● ACTIVITY
Within the records below, how many lines contain "usize"? The answer is that number alone.

=== Begin Enclosure ===

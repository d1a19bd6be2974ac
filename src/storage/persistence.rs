//! StateStore trait: pluggable persistence for controller state
//!
//! Persists the three pieces of state the controller owns:
//! - the live + backup secret set
//! - recovery run history (bounded)
//! - rotation record history (bounded)
//!
//! Backends:
//! - `SledStateStore`: durable, one sled tree per concern
//! - `InMemoryStore`: for tests and dry runs

use crate::recovery::RecoveryRun;
use crate::rotation::{RotationRecord, Secret};

/// Trait for pluggable persistence backends
///
/// Implementations must be thread-safe (Send + Sync) for shared access
/// across async tasks.
pub trait StateStore: Send + Sync {
    /// Replace the stored secret set
    fn save_secrets(&self, secrets: &[Secret]) -> Result<(), StoreError>;

    /// Stored secret set, `None` if never saved
    fn load_secrets(&self) -> Result<Option<Vec<Secret>>, StoreError>;

    /// Append a finished recovery run, evicting the oldest beyond the bound
    fn append_recovery(&self, run: &RecoveryRun) -> Result<(), StoreError>;

    /// Recent recovery runs (most recent first)
    fn recent_recoveries(&self, limit: usize) -> Result<Vec<RecoveryRun>, StoreError>;

    /// Append a rotation record, evicting the oldest beyond the bound
    fn append_rotation(&self, record: &RotationRecord) -> Result<(), StoreError>;

    /// Recent rotation records (most recent first)
    fn recent_rotations(&self, limit: usize) -> Result<Vec<RotationRecord>, StoreError>;

    /// Backend name for logging
    fn backend_name(&self) -> &'static str;
}

/// Persistence errors
#[derive(Debug, thiserror::Error)]
pub enum StoreError {
    #[error("serialization error: {0}")]
    Serialization(#[from] serde_json::Error),
    #[error("storage error: {0}")]
    Storage(#[from] sled::Error),
    #[error("lock poisoned: {0}")]
    Poisoned(String),
}

/// History bounds applied on append
#[derive(Debug, Clone, Copy)]
pub struct HistoryLimits {
    pub recoveries: usize,
    pub rotations: usize,
}

impl Default for HistoryLimits {
    fn default() -> Self {
        Self {
            recoveries: crate::config::defaults::RECOVERY_HISTORY_LIMIT,
            rotations: crate::config::defaults::ROTATION_HISTORY_LIMIT,
        }
    }
}

/// In-memory persistence for testing and dry runs
///
/// Thread-safe via `RwLock`. Not durable; data is lost on restart.
pub struct InMemoryStore {
    secrets: std::sync::RwLock<Option<Vec<Secret>>>,
    recoveries: std::sync::RwLock<Vec<RecoveryRun>>,
    rotations: std::sync::RwLock<Vec<RotationRecord>>,
    limits: HistoryLimits,
}

impl InMemoryStore {
    pub fn new() -> Self {
        Self::with_limits(HistoryLimits::default())
    }

    pub fn with_limits(limits: HistoryLimits) -> Self {
        Self {
            secrets: std::sync::RwLock::new(None),
            recoveries: std::sync::RwLock::new(Vec::new()),
            rotations: std::sync::RwLock::new(Vec::new()),
            limits,
        }
    }
}

impl Default for InMemoryStore {
    fn default() -> Self {
        Self::new()
    }
}

fn push_bounded<T>(store: &mut Vec<T>, item: T, limit: usize) {
    store.push(item);
    // Evict oldest if over limit
    if store.len() > limit.max(1) {
        let excess = store.len() - limit.max(1);
        store.drain(..excess);
    }
}

impl StateStore for InMemoryStore {
    fn save_secrets(&self, secrets: &[Secret]) -> Result<(), StoreError> {
        let mut store = self
            .secrets
            .write()
            .map_err(|e| StoreError::Poisoned(e.to_string()))?;
        *store = Some(secrets.to_vec());
        Ok(())
    }

    fn load_secrets(&self) -> Result<Option<Vec<Secret>>, StoreError> {
        let store = self
            .secrets
            .read()
            .map_err(|e| StoreError::Poisoned(e.to_string()))?;
        Ok(store.clone())
    }

    fn append_recovery(&self, run: &RecoveryRun) -> Result<(), StoreError> {
        let mut store = self
            .recoveries
            .write()
            .map_err(|e| StoreError::Poisoned(e.to_string()))?;
        push_bounded(&mut store, run.clone(), self.limits.recoveries);
        Ok(())
    }

    fn recent_recoveries(&self, limit: usize) -> Result<Vec<RecoveryRun>, StoreError> {
        let store = self
            .recoveries
            .read()
            .map_err(|e| StoreError::Poisoned(e.to_string()))?;
        Ok(store.iter().rev().take(limit).cloned().collect())
    }

    fn append_rotation(&self, record: &RotationRecord) -> Result<(), StoreError> {
        let mut store = self
            .rotations
            .write()
            .map_err(|e| StoreError::Poisoned(e.to_string()))?;
        push_bounded(&mut store, record.clone(), self.limits.rotations);
        Ok(())
    }

    fn recent_rotations(&self, limit: usize) -> Result<Vec<RotationRecord>, StoreError> {
        let store = self
            .rotations
            .read()
            .map_err(|e| StoreError::Poisoned(e.to_string()))?;
        Ok(store.iter().rev().take(limit).cloned().collect())
    }

    fn backend_name(&self) -> &'static str {
        "InMemory"
    }
}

=== End Enclosure ===

● FINISHED TASK
7